SUPPLIED RECORDS below:
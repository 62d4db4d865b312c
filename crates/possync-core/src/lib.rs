// possync-core: StoreHub sync aggregation between possync-api and consumers (CLI/server).

pub mod aggregator;
pub mod clock;
pub mod config;
pub mod error;
pub mod model;

// ── Primary re-exports ──────────────────────────────────────────────
pub use aggregator::{SyncAggregator, SyncOutcome};
pub use clock::{Clock, FixedClock, SystemClock};
pub use config::SyncConfig;
pub use error::{ErrorKind, SyncFailure};
pub use model::{SyncRequest, SyncResult};

pub use possync_api::{DEFAULT_BASE_URL, Record};
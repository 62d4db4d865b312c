//! Integration tests for the `possync` CLI binary.
//!
//! Argument parsing, config management, and the `sync` command end to end
//! against a wiremock StoreHub. Nothing here touches the real network or
//! the user's configuration.
#![allow(clippy::unwrap_used)]

use assert_cmd::cargo::cargo_bin_cmd;
use predicates::prelude::*;
use serde_json::{Value, json};
use wiremock::matchers::{header, method, path, query_param};
use wiremock::{Mock, MockServer, ResponseTemplate};

// ── Helpers ─────────────────────────────────────────────────────────

/// Build a [`Command`] for the `possync` binary with env isolation.
///
/// Clears all `POSSYNC_*` env vars and points config directories at a
/// nonexistent path so tests never touch the user's real configuration.
fn possync_cmd() -> assert_cmd::Command {
    let mut cmd = cargo_bin_cmd!("possync");
    cmd.env("HOME", "/tmp/possync-cli-test-nonexistent")
        .env("XDG_CONFIG_HOME", "/tmp/possync-cli-test-nonexistent")
        .env_remove("RUST_LOG")
        .env_remove("POSSYNC_CONFIG")
        .env_remove("POSSYNC_USERNAME")
        .env_remove("POSSYNC_PASSWORD")
        .env_remove("POSSYNC_API__BASE_URL")
        .env_remove("POSSYNC_API__TIMEOUT")
        .env_remove("POSSYNC_SERVER__BIND")
        .env_remove("POSSYNC_SERVER__CORS_ALLOW_ORIGIN")
        .env_remove("POSSYNC_CREDENTIALS__USERNAME")
        .env_remove("POSSYNC_CREDENTIALS__PASSWORD");
    cmd
}

fn stdout_json(output: &std::process::Output) -> Value {
    serde_json::from_slice(&output.stdout).unwrap()
}

// ── Basic invocation ────────────────────────────────────────────────

#[test]
fn test_no_args_shows_help() {
    let output = possync_cmd().output().unwrap();
    assert_eq!(output.status.code(), Some(2), "Expected exit code 2");
    let text = String::from_utf8_lossy(&output.stderr);
    assert!(text.contains("Usage"), "Expected 'Usage' in output:\n{text}");
}

#[test]
fn test_help_lists_subcommands() {
    possync_cmd().arg("--help").assert().success().stdout(
        predicate::str::contains("StoreHub")
            .and(predicate::str::contains("sync"))
            .and(predicate::str::contains("serve"))
            .and(predicate::str::contains("config")),
    );
}

#[test]
fn test_version_flag() {
    possync_cmd()
        .arg("--version")
        .assert()
        .success()
        .stdout(predicate::str::contains("possync"));
}

#[test]
fn test_completions_bash() {
    possync_cmd()
        .args(["completions", "bash"])
        .assert()
        .success()
        .stdout(predicate::str::is_empty().not());
}

// ── Config ──────────────────────────────────────────────────────────

#[test]
fn test_config_path_honors_flag() {
    possync_cmd()
        .args(["--config", "/tmp/elsewhere/possync.toml", "config", "path"])
        .assert()
        .success()
        .stdout(predicate::str::contains("/tmp/elsewhere/possync.toml"));
}

#[test]
fn test_config_init_then_show_masks_password() {
    let dir = tempfile::tempdir().unwrap();
    let path = dir.path().join("possync.toml");
    let path_str = path.to_str().unwrap();

    possync_cmd()
        .args(["--config", path_str, "config", "init"])
        .assert()
        .success();
    assert!(path.exists());

    // Second init without --force refuses to clobber.
    possync_cmd()
        .args(["--config", path_str, "config", "init"])
        .assert()
        .code(5)
        .stderr(predicate::str::contains("already exists"));

    std::fs::write(
        &path,
        "[credentials]\nusername = \"cashier\"\npassword = \"hunter2\"\n",
    )
    .unwrap();

    possync_cmd()
        .args(["--config", path_str, "config", "show"])
        .assert()
        .success()
        .stdout(
            predicate::str::contains("cashier")
                .and(predicate::str::contains("****"))
                .and(predicate::str::contains("hunter2").not())
                .and(predicate::str::contains("api.storehubhq.com")),
        );
}

#[test]
fn test_invalid_base_url_is_config_error() {
    possync_cmd()
        .args(["--base-url", "not a url", "sync"])
        .env("POSSYNC_USERNAME", "u")
        .env("POSSYNC_PASSWORD", "p")
        .assert()
        .code(5)
        .stderr(predicate::str::contains("api.base_url"));
}

// ── Sync ────────────────────────────────────────────────────────────

#[test]
fn test_sync_without_credentials_exits_3() {
    let output = possync_cmd()
        .args(["--base-url", "http://127.0.0.1:9", "sync", "--compact"])
        .output()
        .unwrap();

    assert_eq!(output.status.code(), Some(3));
    let body = stdout_json(&output);
    assert_eq!(body["error"], "Missing StoreHub credentials");
    assert!(body.get("success").is_none());
}

#[tokio::test(flavor = "multi_thread")]
async fn test_sync_prints_payload() {
    let server = MockServer::start().await;
    Mock::given(method("GET"))
        .and(path("/transactions"))
        .and(query_param("from", "2024-03-01"))
        .and(query_param("to", "2024-03-01"))
        .and(header("authorization", "Basic dTpw"))
        .respond_with(ResponseTemplate::new(200).set_body_json(json!([{ "id": 1 }])))
        .expect(1)
        .mount(&server)
        .await;
    Mock::given(method("GET"))
        .and(path("/customers"))
        .respond_with(ResponseTemplate::new(200).set_body_json(json!([])))
        .mount(&server)
        .await;
    Mock::given(method("GET"))
        .and(path("/products"))
        .respond_with(ResponseTemplate::new(500))
        .mount(&server)
        .await;

    let mut cmd = possync_cmd();
    cmd.args(["--base-url", &server.uri(), "sync", "--date", "2024-03-01"])
        .env("POSSYNC_USERNAME", "u")
        .env("POSSYNC_PASSWORD", "p");
    let output = tokio::task::spawn_blocking(move || cmd.output().unwrap())
        .await
        .unwrap();

    assert_eq!(output.status.code(), Some(0));
    assert_eq!(
        stdout_json(&output),
        json!({
            "success": true,
            "transactions": [{ "id": 1 }],
            "customers": [],
            "products": [],
            "date": "2024-03-01",
        })
    );
}

#[tokio::test(flavor = "multi_thread")]
async fn test_sync_rejection_writes_failure_to_output_file() {
    let server = MockServer::start().await;
    Mock::given(method("GET"))
        .and(path("/transactions"))
        .respond_with(ResponseTemplate::new(401).set_body_string("Unauthorized"))
        .mount(&server)
        .await;

    let dir = tempfile::tempdir().unwrap();
    let out = dir.path().join("result.json");

    let mut cmd = possync_cmd();
    cmd.args([
        "--base-url",
        &server.uri(),
        "sync",
        "--username",
        "u",
        "--date",
        "2024-03-01",
        "--output",
        out.to_str().unwrap(),
    ])
    .env("POSSYNC_PASSWORD", "wrong");
    let output = tokio::task::spawn_blocking(move || cmd.output().unwrap())
        .await
        .unwrap();

    assert_eq!(output.status.code(), Some(4));
    assert!(output.stdout.is_empty());

    let body: Value = serde_json::from_str(&std::fs::read_to_string(&out).unwrap()).unwrap();
    assert_eq!(
        body,
        json!({
            "error": "Failed to fetch transactions from StoreHub",
            "details": "Unauthorized",
            "status": 401,
        })
    );
    let stderr = String::from_utf8_lossy(&output.stderr);
    assert!(!stderr.contains("wrong"));
}
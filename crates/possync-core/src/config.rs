// ── Runtime sync configuration ──
//
// Describes *where* and *how patiently* to talk to StoreHub. Carries no
// credentials (those arrive per request) and never touches disk; the
// binary builds a `SyncConfig` from possync-config and hands it in.

use std::time::Duration;

use possync_api::{DEFAULT_BASE_URL, DEFAULT_TIMEOUT, TransportConfig};

#[derive(Debug, Clone)]
pub struct SyncConfig {
    /// StoreHub API base (e.g., `https://api.storehubhq.com`).
    pub base_url: String,
    /// Bound applied to each of the three StoreHub calls.
    pub timeout: Duration,
}

impl Default for SyncConfig {
    fn default() -> Self {
        Self {
            base_url: DEFAULT_BASE_URL.into(),
            timeout: DEFAULT_TIMEOUT,
        }
    }
}

impl SyncConfig {
    pub fn new(base_url: impl Into<String>, timeout: Duration) -> Self {
        Self {
            base_url: base_url.into(),
            timeout,
        }
    }

    pub(crate) fn transport(&self) -> TransportConfig {
        TransportConfig::default().with_timeout(self.timeout)
    }
}
// possync-api: Async Rust client for the StoreHub POS API

pub mod auth;
pub mod client;
pub mod error;
pub mod transport;

pub use auth::Credentials;
pub use client::{DEFAULT_BASE_URL, Record, StoreHubClient};
pub use error::{Error, MAX_ERROR_BODY_BYTES};
pub use transport::{DEFAULT_TIMEOUT, TransportConfig};
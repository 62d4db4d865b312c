// Shared transport configuration for building reqwest::Client instances.
//
// Every StoreHub call goes through a client built here, so the request
// timeout and default headers are applied in one place.

use std::time::Duration;

use reqwest::header::HeaderMap;

use crate::error::Error;

/// Default per-request timeout.
pub const DEFAULT_TIMEOUT: Duration = Duration::from_secs(30);

/// Shared transport configuration for building HTTP clients.
#[derive(Debug, Clone)]
pub struct TransportConfig {
    /// Upper bound for a single request, connect through body.
    pub timeout: Duration,
    pub user_agent: String,
}

impl Default for TransportConfig {
    fn default() -> Self {
        Self {
            timeout: DEFAULT_TIMEOUT,
            user_agent: concat!("possync/", env!("CARGO_PKG_VERSION")).to_owned(),
        }
    }
}

impl TransportConfig {
    /// Override the request timeout.
    pub fn with_timeout(mut self, timeout: Duration) -> Self {
        self.timeout = timeout;
        self
    }

    /// Build a `reqwest::Client` with additional default headers.
    ///
    /// Used by [`StoreHubClient`](crate::StoreHubClient) to inject the
    /// `Authorization` header on every request.
    pub fn build_client_with_headers(&self, headers: HeaderMap) -> Result<reqwest::Client, Error> {
        reqwest::Client::builder()
            .timeout(self.timeout)
            .user_agent(self.user_agent.as_str())
            .default_headers(headers)
            .build()
            .map_err(|e| Error::ClientBuild(e.to_string()))
    }
}
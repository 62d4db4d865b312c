mod cli;
mod commands;
mod config;
mod error;
mod server;

use clap::Parser;
use tracing_subscriber::EnvFilter;

use crate::cli::{Cli, Command};
use crate::error::CliError;

#[tokio::main]
async fn main() {
    let cli = Cli::parse();

    init_tracing(cli.global.verbose, cli.global.log_json);

    if let Err(err) = run(cli).await {
        let code = err.exit_code();
        eprintln!("{:?}", miette::Report::new(err));
        std::process::exit(code);
    }
}

fn init_tracing(verbosity: u8, json: bool) {
    let level = match verbosity {
        0 => "warn",
        1 => "info",
        2 => "debug",
        _ => "trace",
    };
    let filter = EnvFilter::try_from_default_env().unwrap_or_else(|_| EnvFilter::new(level));

    let builder = tracing_subscriber::fmt()
        .with_env_filter(filter)
        .with_target(false)
        .with_writer(std::io::stderr);

    if json {
        builder.json().init();
    } else {
        builder.init();
    }
}

async fn run(cli: Cli) -> Result<(), CliError> {
    tracing::debug!(command = ?cli.command, "dispatching command");
    match cli.command {
        Command::Sync(args) => commands::sync::handle(args, &cli.global).await,
        Command::Serve(args) => commands::serve::handle(args, &cli.global).await,
        Command::Config(args) => commands::config_cmd::handle(args, &cli.global),
        Command::Completions(args) => {
            use clap::CommandFactory;
            use clap_complete::generate;

            let mut cmd = Cli::command();
            generate(args.shell, &mut cmd, "possync", &mut std::io::stdout());
            Ok(())
        }
    }
}
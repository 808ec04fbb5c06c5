use anyhow::Context;
use std::net::SocketAddr;
use std::sync::Arc;
use starlinker_api::{app, state::{AppState, AuthConfig}, BroadcastEventSink};
use starlinker_core::{EventSink, FanoutEventSink, LoggingEventSink};
use starlinker_order::{FulfillmentStore, MemoryStore, OrderTracker};
use starlinker_store::{DbClient, EventProducer, PgFulfillmentStore, RedisClient};
use tracing_subscriber::{layer::SubscriberExt, util::SubscriberInitExt};

#[tokio::main]
async fn main() -> anyhow::Result<()> {
    tracing_subscriber::registry()
        .with(
            tracing_subscriber::EnvFilter::try_from_default_env()
                .unwrap_or_else(|_| "starlinker_api=debug,tower_http=debug,axum::rejection=trace".into()),
        )
        .with(tracing_subscriber::fmt::layer())
        .init();

    let config = starlinker_store::app_config::Config::load().context("Failed to load config")?;
    tracing::info!("Starting Starlinker API on port {}", config.server.port);

    let mut business_rules = config.business_rules.clone();

    // Storage
    let store: Arc<dyn FulfillmentStore> = match &config.database.url {
        Some(url) => {
            let db = DbClient::new(url, config.database.max_connections)
                .await
                .context("Failed to connect to Postgres")?;
            db.migrate().await.context("Failed to run migrations")?;
            business_rules = match db.fetch_business_rules(business_rules.clone()).await {
                Ok(rules) => rules,
                Err(e) => {
                    tracing::warn!("Using configured business rules, database overrides unavailable: {}", e);
                    business_rules
                }
            };
            Arc::new(PgFulfillmentStore::new(db.pool.clone()))
        }
        None => {
            tracing::warn!("No database configured; orders are kept in memory");
            Arc::new(MemoryStore::new())
        }
    };

    // SSE Broadcast Channel
    let (delivery_tx, _) = tokio::sync::broadcast::channel(100);

    let mut sinks: Vec<Arc<dyn EventSink>> = vec![
        Arc::new(LoggingEventSink),
        Arc::new(BroadcastEventSink::new(delivery_tx.clone())),
    ];

    // Kafka Connection
    if let Some(brokers) = &config.kafka.brokers {
        let producer = EventProducer::new(brokers).context("Failed to create Kafka producer")?;
        sinks.push(Arc::new(producer));
    }

    // Redis Connection
    let redis = match &config.redis.url {
        Some(url) => Some(Arc::new(
            RedisClient::new(url).await.context("Failed to connect to Redis")?,
        )),
        None => None,
    };

    let tracker = OrderTracker::new(
        store,
        Arc::new(FanoutEventSink::new(sinks)),
        business_rules.tracker_config(),
    )
    .context("Invalid business rules")?;

    let app_state = AppState {
        tracker: Arc::new(tracker),
        redis,
        delivery_tx,
        auth: AuthConfig {
            secret: config.auth.jwt_secret.clone(),
            expiration: config.auth.jwt_expiration_seconds,
        },
        business_rules,
    };

    let app = app(app_state);

    let addr = SocketAddr::from(([0, 0, 0, 0], config.server.port));
    tracing::info!("Listening on {}", addr);

    let listener = tokio::net::TcpListener::bind(addr).await?;
    axum::serve(
        listener,
        app.into_make_service_with_connect_info::<SocketAddr>(),
    )
    .await?;

    Ok(())
}
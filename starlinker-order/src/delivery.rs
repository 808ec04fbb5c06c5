use serde::{Deserialize, Serialize};
use uuid::Uuid;
use chrono::{DateTime, Utc};
use std::str::FromStr;

/// Delivery status.
///
/// The main sequence is `Pending → PickedUp → InTransit → OutForDelivery →
/// Delivered`. `Cancelled` and `Failed` can be reached from any non-terminal
/// state. `Delivered`, `Cancelled` and `Failed` are terminal.
#[derive(Debug, Clone, Copy, Serialize, Deserialize, PartialEq, Eq, Hash)]
#[serde(rename_all = "snake_case")]
pub enum DeliveryStatus {
    Pending,
    PickedUp,
    InTransit,
    OutForDelivery,
    Delivered,
    Cancelled,
    Failed,
}

/// Main progression, in order
pub const MAIN_SEQUENCE: [DeliveryStatus; 5] = [
    DeliveryStatus::Pending,
    DeliveryStatus::PickedUp,
    DeliveryStatus::InTransit,
    DeliveryStatus::OutForDelivery,
    DeliveryStatus::Delivered,
];

impl DeliveryStatus {
    pub fn as_str(&self) -> &'static str {
        match self {
            DeliveryStatus::Pending => "pending",
            DeliveryStatus::PickedUp => "picked_up",
            DeliveryStatus::InTransit => "in_transit",
            DeliveryStatus::OutForDelivery => "out_for_delivery",
            DeliveryStatus::Delivered => "delivered",
            DeliveryStatus::Cancelled => "cancelled",
            DeliveryStatus::Failed => "failed",
        }
    }

    pub fn label(&self) -> &'static str {
        match self {
            DeliveryStatus::Pending => "Order Placed",
            DeliveryStatus::PickedUp => "Picked Up",
            DeliveryStatus::InTransit => "In Transit",
            DeliveryStatus::OutForDelivery => "Out for Delivery",
            DeliveryStatus::Delivered => "Delivered",
            DeliveryStatus::Cancelled => "Cancelled",
            DeliveryStatus::Failed => "Failed",
        }
    }

    /// Position on the main sequence; `None` for the side exits.
    pub fn step_index(&self) -> Option<usize> {
        MAIN_SEQUENCE.iter().position(|s| s == self)
    }

    pub fn is_terminal(&self) -> bool {
        matches!(
            self,
            DeliveryStatus::Delivered | DeliveryStatus::Cancelled | DeliveryStatus::Failed
        )
    }

    /// Side exits end the delivery without completing it.
    pub fn is_halted(&self) -> bool {
        matches!(self, DeliveryStatus::Cancelled | DeliveryStatus::Failed)
    }

    /// Whether `self → next` is an edge of the state machine.
    ///
    /// Forward moves along the main sequence may skip stages. Backward moves,
    /// self-loops and anything leaving a terminal state are rejected.
    pub fn can_transition_to(&self, next: DeliveryStatus) -> bool {
        if self.is_terminal() {
            return false;
        }
        if next.is_halted() {
            return true;
        }
        match (self.step_index(), next.step_index()) {
            (Some(from), Some(to)) => to > from,
            _ => false,
        }
    }
}

impl std::fmt::Display for DeliveryStatus {
    fn fmt(&self, f: &mut std::fmt::Formatter<'_>) -> std::fmt::Result {
        f.write_str(self.as_str())
    }
}

impl FromStr for DeliveryStatus {
    type Err = String;

    fn from_str(s: &str) -> Result<Self, Self::Err> {
        match s {
            "pending" => Ok(DeliveryStatus::Pending),
            "picked_up" => Ok(DeliveryStatus::PickedUp),
            "in_transit" => Ok(DeliveryStatus::InTransit),
            "out_for_delivery" => Ok(DeliveryStatus::OutForDelivery),
            "delivered" => Ok(DeliveryStatus::Delivered),
            "cancelled" => Ok(DeliveryStatus::Cancelled),
            "failed" => Ok(DeliveryStatus::Failed),
            other => Err(format!("unknown delivery status: {}", other)),
        }
    }
}

/// Fulfillment-tracking record for an order (one per order)
#[derive(Debug, Clone, Serialize, Deserialize, PartialEq)]
pub struct Delivery {
    pub id: Uuid,
    pub order_id: Uuid,
    pub status: DeliveryStatus,
    pub current_location: Option<String>,
    pub estimated_delivery: Option<DateTime<Utc>>,
    pub delivered_at: Option<DateTime<Utc>>,
    pub created_at: DateTime<Utc>,
    pub updated_at: DateTime<Utc>,
}

impl Delivery {
    pub fn new(order_id: Uuid, now: DateTime<Utc>, estimated_delivery: DateTime<Utc>) -> Self {
        Self {
            id: Uuid::new_v4(),
            order_id,
            status: DeliveryStatus::Pending,
            current_location: None,
            estimated_delivery: Some(estimated_delivery),
            delivered_at: None,
            created_at: now,
            updated_at: now,
        }
    }

    /// Move to `next`, stamping `delivered_at` on completion.
    pub fn advance(
        &mut self,
        next: DeliveryStatus,
        location: Option<String>,
        now: DateTime<Utc>,
    ) -> Result<DeliveryStatus, TransitionError> {
        if !self.status.can_transition_to(next) {
            return Err(TransitionError { from: self.status, to: next });
        }

        let previous = self.status;
        self.status = next;
        if let Some(location) = location {
            self.current_location = Some(location);
        }
        if next == DeliveryStatus::Delivered {
            self.delivered_at = Some(now);
        }
        self.updated_at = now;
        Ok(previous)
    }

    pub fn progress(&self) -> DeliveryProgress {
        DeliveryProgress::of(self)
    }
}

#[derive(Debug, Clone, Copy, PartialEq, Eq, thiserror::Error)]
#[error("Invalid delivery transition from {from} to {to}")]
pub struct TransitionError {
    pub from: DeliveryStatus,
    pub to: DeliveryStatus,
}

#[derive(Debug, Clone, Copy, Serialize, Deserialize, PartialEq, Eq)]
#[serde(rename_all = "snake_case")]
pub enum StepState {
    Completed,
    Current,
    Upcoming,
}

#[derive(Debug, Clone, Serialize, Deserialize, PartialEq)]
pub struct ProgressStep {
    pub status: DeliveryStatus,
    pub label: String,
    pub state: StepState,
}

/// What the purchaser sees as the delivery tracker
#[derive(Debug, Clone, Serialize, Deserialize, PartialEq)]
pub struct DeliveryProgress {
    pub status: DeliveryStatus,
    pub steps: Vec<ProgressStep>,
    /// Set when the delivery ended in `cancelled` or `failed`
    pub halted: bool,
    pub current_location: Option<String>,
    pub estimated_delivery: Option<DateTime<Utc>>,
}

impl DeliveryProgress {
    pub fn of(delivery: &Delivery) -> Self {
        let halted = delivery.status.is_halted();
        let current = delivery.status.step_index();

        let steps = MAIN_SEQUENCE
            .iter()
            .enumerate()
            .map(|(index, status)| {
                let state = match current {
                    Some(c) if index < c => StepState::Completed,
                    Some(c) if index == c => StepState::Current,
                    _ => StepState::Upcoming,
                };
                ProgressStep {
                    status: *status,
                    label: status.label().to_string(),
                    state,
                }
            })
            .collect();

        let show_eta = !halted && delivery.status != DeliveryStatus::Delivered;

        Self {
            status: delivery.status,
            steps,
            halted,
            current_location: if halted { None } else { delivery.current_location.clone() },
            estimated_delivery: if show_eta { delivery.estimated_delivery } else { None },
        }
    }
}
End of SUPPLIED RECORDS.
EXERCISE → Could you transcribe the entries above word for word, from the line with "self.timeout = timeout;" down to the line with "on every request.", keeping both?

EXPECTED ANSWER →
        self.timeout = timeout;
        self
    }

    /// Build a `reqwest::Client` with additional default headers.
    ///
    /// Used by [`StoreHubClient`](crate::StoreHubClient) to inject the
    /// `Authorization` header on every request.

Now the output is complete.